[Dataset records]

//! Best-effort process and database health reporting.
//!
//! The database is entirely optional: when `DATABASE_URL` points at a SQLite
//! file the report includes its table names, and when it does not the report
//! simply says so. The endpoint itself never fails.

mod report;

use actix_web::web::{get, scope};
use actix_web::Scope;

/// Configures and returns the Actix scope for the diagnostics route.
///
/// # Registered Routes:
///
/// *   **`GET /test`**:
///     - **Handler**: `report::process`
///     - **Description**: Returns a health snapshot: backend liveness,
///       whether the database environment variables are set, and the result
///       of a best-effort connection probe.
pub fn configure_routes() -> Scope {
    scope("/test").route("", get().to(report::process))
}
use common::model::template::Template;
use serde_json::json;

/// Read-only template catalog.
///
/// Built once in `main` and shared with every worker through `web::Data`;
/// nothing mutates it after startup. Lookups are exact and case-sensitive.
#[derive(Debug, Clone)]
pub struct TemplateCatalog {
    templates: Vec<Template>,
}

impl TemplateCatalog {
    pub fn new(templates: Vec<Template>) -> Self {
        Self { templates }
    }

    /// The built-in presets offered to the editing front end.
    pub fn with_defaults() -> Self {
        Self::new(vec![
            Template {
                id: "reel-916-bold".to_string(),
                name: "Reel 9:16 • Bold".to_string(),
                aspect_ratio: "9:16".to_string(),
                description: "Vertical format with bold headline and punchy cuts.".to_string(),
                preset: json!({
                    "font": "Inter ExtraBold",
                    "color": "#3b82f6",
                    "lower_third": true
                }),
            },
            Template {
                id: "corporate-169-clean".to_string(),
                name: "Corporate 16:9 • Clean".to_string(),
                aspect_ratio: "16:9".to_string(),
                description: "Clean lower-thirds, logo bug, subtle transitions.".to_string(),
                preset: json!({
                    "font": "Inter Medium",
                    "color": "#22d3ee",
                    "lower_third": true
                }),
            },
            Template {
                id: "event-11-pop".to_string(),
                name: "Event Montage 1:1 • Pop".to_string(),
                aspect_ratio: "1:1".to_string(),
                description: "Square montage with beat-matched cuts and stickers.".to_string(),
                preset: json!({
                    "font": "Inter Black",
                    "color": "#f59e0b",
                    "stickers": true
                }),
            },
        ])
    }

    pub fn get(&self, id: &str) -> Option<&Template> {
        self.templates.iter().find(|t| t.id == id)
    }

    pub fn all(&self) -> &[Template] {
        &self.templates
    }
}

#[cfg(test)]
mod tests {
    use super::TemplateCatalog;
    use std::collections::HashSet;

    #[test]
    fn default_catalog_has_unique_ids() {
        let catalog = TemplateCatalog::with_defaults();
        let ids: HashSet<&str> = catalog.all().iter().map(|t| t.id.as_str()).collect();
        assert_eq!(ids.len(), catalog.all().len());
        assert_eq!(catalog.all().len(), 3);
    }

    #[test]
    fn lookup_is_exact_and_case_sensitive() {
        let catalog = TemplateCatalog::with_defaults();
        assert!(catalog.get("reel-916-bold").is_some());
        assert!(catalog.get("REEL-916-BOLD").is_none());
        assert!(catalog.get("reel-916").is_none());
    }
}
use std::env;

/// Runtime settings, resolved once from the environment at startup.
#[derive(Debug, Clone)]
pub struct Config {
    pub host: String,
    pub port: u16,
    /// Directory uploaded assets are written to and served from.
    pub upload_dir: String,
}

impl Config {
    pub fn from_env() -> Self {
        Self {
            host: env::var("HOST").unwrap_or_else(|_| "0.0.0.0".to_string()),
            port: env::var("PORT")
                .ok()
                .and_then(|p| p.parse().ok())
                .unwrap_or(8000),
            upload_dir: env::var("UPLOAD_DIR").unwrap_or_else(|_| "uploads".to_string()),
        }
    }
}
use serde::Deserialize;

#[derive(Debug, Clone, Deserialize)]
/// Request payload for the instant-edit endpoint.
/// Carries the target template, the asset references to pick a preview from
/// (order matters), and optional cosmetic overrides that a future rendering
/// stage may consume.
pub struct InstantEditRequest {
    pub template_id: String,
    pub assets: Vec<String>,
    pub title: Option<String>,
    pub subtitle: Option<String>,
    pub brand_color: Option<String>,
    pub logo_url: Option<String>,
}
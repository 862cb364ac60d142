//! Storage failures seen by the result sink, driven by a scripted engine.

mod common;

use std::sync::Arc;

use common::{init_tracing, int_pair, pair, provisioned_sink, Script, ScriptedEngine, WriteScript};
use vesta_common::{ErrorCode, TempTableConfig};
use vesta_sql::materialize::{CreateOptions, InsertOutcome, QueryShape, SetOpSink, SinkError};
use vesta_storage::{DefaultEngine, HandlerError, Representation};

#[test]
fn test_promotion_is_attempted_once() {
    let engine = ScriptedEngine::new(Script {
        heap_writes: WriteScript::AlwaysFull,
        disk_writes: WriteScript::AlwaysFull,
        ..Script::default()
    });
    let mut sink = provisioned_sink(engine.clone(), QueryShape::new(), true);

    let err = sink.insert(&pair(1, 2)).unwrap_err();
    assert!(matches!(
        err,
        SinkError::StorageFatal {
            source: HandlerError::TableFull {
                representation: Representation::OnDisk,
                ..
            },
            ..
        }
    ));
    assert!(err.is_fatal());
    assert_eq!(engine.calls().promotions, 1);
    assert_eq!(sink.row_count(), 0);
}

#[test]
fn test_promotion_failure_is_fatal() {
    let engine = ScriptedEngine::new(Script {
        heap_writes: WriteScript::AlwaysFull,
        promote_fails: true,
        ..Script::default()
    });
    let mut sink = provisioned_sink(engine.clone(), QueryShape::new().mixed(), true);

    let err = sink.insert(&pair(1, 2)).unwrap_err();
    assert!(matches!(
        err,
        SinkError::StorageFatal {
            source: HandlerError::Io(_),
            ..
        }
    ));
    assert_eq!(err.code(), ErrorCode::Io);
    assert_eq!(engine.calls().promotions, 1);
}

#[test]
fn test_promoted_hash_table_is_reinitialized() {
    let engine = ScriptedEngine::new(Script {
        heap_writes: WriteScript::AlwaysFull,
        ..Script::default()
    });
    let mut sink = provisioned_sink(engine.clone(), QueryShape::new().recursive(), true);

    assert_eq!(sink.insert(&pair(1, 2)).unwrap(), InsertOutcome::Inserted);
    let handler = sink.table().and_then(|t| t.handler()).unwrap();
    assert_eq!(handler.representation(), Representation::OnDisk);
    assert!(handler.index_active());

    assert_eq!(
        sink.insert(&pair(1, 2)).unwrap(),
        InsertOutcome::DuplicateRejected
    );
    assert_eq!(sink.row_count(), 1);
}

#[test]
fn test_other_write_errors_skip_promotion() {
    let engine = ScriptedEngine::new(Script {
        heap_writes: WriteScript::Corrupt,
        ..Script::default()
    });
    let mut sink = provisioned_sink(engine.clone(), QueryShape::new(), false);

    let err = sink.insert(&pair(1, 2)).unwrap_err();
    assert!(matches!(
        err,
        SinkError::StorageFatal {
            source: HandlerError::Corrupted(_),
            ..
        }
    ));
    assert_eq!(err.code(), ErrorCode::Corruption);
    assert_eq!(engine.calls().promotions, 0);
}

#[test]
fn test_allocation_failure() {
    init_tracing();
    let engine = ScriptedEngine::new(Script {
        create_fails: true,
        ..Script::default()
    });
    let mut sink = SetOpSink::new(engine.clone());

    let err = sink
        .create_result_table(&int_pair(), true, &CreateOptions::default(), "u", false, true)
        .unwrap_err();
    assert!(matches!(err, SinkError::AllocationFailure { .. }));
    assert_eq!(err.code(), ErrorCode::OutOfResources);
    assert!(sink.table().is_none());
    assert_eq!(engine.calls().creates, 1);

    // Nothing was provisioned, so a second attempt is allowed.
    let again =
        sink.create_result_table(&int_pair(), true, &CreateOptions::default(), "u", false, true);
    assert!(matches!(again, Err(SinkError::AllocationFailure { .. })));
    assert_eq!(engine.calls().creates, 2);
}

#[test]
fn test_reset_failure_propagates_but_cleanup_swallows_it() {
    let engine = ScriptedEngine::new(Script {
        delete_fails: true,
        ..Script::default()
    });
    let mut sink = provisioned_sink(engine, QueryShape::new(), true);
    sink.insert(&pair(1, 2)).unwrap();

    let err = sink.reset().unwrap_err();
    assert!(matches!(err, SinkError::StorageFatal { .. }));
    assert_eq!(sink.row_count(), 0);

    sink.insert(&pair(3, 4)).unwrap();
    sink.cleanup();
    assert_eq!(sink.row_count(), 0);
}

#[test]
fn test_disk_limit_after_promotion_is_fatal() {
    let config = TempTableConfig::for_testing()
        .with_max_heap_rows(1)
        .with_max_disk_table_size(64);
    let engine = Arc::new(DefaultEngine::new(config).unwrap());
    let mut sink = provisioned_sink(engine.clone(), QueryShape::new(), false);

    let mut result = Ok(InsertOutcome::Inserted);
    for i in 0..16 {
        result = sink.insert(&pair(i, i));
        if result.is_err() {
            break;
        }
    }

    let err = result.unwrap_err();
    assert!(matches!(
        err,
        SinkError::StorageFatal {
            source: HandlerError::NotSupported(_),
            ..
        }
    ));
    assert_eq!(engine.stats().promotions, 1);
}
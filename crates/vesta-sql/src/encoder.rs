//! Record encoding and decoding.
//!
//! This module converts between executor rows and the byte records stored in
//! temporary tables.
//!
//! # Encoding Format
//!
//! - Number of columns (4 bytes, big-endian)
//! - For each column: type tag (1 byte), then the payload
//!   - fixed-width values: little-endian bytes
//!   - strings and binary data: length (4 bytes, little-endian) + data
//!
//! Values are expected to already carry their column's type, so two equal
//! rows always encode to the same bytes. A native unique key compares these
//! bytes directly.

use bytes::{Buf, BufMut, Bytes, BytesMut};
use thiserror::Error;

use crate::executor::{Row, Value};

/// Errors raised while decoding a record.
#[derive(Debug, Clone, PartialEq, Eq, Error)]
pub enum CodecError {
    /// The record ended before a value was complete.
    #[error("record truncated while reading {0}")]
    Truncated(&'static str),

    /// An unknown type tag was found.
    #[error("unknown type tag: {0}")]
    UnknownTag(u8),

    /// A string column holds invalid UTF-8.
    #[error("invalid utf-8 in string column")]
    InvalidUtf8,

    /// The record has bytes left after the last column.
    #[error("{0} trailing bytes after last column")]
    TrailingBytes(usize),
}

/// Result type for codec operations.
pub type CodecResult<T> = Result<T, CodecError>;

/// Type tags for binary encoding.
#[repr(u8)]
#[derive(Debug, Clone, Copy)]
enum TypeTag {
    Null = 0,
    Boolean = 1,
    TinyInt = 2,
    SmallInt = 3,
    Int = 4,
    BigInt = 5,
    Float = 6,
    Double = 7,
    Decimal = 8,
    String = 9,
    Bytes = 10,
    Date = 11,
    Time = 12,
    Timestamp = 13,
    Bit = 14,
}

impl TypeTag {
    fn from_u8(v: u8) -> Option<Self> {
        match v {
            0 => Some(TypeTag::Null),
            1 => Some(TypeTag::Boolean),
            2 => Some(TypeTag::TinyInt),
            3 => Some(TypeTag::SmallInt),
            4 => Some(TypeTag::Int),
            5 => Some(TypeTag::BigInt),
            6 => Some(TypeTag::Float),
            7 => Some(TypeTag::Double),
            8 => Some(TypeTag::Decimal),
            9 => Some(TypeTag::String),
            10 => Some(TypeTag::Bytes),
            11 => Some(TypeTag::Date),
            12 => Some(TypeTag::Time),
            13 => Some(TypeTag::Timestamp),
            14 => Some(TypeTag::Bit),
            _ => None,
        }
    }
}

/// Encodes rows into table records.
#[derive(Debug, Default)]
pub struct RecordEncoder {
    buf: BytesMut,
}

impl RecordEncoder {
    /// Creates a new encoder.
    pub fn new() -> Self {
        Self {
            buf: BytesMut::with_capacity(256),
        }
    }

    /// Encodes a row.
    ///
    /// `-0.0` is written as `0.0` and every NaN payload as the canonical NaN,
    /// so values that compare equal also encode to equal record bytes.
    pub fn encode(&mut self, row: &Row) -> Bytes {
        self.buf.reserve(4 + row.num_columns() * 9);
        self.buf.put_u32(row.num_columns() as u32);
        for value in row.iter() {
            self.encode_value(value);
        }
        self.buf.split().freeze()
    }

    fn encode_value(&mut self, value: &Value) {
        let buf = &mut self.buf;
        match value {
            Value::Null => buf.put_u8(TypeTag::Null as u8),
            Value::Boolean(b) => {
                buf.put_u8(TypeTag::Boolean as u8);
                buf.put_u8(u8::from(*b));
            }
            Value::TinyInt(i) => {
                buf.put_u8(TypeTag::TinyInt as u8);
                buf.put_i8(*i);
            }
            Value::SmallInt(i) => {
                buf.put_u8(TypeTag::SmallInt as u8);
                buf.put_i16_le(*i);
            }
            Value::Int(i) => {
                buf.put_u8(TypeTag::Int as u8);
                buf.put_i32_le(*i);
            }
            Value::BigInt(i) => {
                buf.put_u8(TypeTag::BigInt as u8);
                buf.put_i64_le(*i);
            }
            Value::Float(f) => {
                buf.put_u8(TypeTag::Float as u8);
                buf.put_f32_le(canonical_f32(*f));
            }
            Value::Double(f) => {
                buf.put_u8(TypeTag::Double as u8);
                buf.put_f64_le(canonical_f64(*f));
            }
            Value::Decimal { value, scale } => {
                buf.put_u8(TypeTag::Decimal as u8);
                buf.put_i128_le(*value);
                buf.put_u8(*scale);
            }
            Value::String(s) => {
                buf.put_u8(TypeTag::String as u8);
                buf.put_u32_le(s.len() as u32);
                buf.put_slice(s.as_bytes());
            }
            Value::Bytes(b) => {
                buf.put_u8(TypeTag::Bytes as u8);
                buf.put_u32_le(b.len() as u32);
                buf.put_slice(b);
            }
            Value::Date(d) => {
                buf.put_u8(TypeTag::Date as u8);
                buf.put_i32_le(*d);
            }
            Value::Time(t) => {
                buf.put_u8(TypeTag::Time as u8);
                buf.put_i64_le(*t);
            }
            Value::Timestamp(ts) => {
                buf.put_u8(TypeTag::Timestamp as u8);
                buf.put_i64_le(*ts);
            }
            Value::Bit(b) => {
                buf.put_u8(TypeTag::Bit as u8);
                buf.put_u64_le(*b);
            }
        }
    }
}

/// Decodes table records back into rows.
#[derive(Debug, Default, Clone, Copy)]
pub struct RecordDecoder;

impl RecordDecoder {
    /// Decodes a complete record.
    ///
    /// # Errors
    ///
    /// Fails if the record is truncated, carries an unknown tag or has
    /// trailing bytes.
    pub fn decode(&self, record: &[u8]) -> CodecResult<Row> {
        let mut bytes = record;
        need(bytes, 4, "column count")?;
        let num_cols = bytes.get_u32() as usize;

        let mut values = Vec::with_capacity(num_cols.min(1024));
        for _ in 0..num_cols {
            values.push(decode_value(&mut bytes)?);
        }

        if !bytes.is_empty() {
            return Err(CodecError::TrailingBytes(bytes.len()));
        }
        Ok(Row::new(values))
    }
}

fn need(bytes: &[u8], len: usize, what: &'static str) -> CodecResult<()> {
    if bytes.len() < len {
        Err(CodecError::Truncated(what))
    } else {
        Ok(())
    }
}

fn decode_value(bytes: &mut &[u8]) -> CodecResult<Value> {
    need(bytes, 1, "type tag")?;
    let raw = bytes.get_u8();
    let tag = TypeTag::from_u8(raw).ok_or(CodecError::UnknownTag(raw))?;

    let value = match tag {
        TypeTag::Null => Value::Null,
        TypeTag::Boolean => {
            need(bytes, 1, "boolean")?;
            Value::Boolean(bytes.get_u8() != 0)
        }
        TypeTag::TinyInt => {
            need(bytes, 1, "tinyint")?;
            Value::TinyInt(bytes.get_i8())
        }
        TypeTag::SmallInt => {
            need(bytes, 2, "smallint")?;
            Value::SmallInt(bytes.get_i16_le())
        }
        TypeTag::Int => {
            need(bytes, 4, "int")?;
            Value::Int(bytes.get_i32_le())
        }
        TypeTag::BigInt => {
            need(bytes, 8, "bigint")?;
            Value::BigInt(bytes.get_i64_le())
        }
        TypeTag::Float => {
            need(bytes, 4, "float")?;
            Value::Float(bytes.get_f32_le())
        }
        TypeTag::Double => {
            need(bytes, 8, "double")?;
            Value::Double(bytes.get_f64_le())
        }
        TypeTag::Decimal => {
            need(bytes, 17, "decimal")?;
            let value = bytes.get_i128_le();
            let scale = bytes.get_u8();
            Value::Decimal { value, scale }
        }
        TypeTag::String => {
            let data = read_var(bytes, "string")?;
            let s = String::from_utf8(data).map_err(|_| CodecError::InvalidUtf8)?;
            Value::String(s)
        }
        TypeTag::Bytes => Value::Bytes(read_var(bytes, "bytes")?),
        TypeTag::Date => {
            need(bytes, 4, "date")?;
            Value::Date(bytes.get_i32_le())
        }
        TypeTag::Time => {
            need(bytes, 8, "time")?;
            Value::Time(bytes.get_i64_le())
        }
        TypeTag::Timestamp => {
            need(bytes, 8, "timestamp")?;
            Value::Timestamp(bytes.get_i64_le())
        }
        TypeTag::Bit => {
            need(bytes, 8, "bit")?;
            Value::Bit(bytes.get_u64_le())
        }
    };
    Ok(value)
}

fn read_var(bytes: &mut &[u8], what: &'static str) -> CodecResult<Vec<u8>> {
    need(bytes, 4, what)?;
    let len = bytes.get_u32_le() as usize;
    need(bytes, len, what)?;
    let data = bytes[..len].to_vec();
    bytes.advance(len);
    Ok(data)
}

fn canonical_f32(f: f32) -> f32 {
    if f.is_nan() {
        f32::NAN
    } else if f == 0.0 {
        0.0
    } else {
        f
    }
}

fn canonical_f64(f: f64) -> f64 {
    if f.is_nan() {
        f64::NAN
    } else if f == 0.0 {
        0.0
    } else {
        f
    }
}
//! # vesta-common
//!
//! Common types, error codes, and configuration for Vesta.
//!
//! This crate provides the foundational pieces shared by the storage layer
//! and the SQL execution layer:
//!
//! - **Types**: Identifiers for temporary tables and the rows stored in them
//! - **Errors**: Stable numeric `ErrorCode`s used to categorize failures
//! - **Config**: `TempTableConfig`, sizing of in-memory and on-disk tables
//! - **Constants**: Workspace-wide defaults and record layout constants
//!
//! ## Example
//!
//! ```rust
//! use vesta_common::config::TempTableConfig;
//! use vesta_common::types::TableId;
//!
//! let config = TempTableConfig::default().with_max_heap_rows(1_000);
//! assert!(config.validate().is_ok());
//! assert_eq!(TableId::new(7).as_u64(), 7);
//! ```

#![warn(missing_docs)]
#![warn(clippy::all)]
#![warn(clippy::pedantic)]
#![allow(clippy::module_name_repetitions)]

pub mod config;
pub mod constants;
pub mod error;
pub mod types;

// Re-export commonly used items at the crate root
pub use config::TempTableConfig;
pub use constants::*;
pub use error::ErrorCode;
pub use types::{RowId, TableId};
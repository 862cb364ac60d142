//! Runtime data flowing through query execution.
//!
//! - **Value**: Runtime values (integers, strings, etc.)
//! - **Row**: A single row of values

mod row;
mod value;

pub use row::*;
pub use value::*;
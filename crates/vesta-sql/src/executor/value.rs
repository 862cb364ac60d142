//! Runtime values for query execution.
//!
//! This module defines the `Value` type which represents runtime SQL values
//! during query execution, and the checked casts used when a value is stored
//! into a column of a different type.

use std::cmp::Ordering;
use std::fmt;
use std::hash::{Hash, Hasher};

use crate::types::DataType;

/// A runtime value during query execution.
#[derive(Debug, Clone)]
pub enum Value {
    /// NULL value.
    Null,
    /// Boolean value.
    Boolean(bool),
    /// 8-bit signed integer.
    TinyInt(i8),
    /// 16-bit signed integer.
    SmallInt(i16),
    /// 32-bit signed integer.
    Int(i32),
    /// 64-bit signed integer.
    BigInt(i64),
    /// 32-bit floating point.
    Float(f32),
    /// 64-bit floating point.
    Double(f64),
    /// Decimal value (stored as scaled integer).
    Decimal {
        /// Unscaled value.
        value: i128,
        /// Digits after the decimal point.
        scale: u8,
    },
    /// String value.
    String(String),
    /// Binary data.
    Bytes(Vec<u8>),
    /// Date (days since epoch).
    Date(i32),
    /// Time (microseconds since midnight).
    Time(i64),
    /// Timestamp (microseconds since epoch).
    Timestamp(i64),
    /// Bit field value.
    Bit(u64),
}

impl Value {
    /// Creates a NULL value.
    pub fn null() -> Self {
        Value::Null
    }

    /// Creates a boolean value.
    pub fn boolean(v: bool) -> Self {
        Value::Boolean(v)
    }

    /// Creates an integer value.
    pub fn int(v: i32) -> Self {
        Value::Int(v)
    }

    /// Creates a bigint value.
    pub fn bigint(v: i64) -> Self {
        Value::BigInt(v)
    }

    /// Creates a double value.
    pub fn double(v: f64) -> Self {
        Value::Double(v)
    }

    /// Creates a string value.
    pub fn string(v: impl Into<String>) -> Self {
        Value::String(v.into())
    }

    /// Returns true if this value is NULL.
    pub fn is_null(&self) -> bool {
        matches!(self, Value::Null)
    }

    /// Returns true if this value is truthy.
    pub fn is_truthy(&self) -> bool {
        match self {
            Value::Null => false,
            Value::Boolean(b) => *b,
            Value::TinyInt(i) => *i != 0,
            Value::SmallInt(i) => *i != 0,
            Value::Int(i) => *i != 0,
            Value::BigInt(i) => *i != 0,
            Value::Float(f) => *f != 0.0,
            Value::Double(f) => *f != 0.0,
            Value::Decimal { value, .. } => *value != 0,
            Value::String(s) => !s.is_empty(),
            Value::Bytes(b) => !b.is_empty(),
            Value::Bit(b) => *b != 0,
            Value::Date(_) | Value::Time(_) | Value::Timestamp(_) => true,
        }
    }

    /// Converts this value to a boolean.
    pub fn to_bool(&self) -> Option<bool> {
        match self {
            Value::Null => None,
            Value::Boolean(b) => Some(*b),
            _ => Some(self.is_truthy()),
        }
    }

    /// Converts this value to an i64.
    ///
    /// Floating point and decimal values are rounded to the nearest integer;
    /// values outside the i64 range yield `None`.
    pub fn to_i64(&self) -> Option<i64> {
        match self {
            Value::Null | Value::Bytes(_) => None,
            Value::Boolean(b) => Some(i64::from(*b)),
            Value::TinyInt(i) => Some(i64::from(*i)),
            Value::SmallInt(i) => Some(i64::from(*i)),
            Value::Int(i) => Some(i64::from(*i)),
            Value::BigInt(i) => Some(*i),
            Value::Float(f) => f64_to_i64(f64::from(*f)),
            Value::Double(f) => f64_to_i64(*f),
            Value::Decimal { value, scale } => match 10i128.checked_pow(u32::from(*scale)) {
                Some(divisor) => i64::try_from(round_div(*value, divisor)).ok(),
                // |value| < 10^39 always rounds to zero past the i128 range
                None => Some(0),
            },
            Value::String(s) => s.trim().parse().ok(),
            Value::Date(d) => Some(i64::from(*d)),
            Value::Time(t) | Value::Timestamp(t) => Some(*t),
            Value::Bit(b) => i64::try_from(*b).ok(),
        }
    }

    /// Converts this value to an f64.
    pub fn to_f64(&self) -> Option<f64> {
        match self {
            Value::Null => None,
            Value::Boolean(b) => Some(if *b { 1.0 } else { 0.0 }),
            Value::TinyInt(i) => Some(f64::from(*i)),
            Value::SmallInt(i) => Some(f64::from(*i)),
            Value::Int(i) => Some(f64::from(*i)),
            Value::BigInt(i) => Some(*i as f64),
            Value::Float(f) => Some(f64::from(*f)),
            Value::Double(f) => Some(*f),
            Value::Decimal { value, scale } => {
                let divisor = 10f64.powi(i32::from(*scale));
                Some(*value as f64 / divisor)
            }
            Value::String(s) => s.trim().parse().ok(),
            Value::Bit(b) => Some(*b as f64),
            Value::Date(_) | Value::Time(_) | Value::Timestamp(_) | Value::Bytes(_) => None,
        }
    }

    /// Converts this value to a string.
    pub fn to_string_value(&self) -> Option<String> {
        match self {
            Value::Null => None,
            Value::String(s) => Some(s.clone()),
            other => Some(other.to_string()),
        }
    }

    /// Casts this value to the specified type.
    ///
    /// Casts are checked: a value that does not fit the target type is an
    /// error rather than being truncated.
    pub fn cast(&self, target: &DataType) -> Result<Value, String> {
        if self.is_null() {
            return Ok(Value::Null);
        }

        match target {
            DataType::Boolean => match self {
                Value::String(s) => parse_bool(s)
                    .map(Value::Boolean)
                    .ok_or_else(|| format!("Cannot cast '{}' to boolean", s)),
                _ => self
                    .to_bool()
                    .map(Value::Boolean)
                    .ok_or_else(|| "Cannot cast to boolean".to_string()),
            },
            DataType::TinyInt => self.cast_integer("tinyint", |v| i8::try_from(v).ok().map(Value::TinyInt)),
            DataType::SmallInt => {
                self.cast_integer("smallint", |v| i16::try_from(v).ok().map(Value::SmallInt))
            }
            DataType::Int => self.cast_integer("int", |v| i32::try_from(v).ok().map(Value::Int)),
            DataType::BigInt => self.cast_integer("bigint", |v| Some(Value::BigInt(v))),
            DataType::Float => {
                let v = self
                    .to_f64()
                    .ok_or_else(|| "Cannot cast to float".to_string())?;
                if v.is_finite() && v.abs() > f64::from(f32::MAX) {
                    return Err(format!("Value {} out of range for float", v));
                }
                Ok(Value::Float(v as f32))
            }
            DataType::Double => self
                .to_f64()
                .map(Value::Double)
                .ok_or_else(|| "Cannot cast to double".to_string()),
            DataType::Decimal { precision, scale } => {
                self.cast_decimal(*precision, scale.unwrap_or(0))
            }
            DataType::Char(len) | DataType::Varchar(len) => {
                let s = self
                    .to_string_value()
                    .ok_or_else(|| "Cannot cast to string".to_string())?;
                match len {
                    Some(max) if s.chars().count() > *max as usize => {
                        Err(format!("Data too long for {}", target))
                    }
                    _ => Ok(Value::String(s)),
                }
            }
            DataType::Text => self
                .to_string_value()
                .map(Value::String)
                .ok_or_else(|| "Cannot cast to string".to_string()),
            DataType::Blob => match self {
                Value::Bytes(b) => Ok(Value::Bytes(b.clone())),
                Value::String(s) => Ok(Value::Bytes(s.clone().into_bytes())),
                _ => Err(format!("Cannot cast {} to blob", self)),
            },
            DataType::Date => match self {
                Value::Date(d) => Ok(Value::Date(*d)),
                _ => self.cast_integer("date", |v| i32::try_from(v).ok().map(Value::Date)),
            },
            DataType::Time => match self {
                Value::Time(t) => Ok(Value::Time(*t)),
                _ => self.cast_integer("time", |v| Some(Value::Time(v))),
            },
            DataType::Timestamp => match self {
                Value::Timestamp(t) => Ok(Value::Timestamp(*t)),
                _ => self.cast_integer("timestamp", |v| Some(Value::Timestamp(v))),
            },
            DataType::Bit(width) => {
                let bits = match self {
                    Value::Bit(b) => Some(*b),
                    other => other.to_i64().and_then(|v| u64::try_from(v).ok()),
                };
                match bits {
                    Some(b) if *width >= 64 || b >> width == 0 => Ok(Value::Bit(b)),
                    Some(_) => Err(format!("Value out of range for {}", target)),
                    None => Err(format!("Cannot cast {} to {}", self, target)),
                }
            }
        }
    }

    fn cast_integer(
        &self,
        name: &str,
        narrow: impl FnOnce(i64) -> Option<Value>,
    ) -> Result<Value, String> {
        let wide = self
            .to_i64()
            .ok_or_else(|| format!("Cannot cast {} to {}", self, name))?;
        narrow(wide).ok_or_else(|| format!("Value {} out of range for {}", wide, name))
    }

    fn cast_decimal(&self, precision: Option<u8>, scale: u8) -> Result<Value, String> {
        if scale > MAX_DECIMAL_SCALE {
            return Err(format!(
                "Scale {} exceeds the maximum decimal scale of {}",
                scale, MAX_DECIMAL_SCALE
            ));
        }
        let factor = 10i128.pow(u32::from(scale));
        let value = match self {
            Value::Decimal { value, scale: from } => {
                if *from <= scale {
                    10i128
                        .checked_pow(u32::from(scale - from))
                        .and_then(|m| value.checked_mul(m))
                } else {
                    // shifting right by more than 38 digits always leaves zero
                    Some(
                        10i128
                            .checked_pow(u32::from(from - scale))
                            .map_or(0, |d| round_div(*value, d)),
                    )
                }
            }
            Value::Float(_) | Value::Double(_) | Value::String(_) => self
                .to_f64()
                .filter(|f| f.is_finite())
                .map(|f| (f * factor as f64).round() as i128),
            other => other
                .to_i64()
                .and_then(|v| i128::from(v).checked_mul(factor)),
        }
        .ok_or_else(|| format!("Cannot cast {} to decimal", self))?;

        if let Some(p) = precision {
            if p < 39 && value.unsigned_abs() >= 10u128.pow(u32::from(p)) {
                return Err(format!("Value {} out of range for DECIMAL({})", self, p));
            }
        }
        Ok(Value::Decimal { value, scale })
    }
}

- **EXERCISE OBJECTIVE**:
The answer must consist of every line above that holds the string "than", copied exactly.

- **RESPONSE TO THIS EXERCISE**:
    /// error rather than being truncated.
                    // shifting right by more than 38 digits always leaves zero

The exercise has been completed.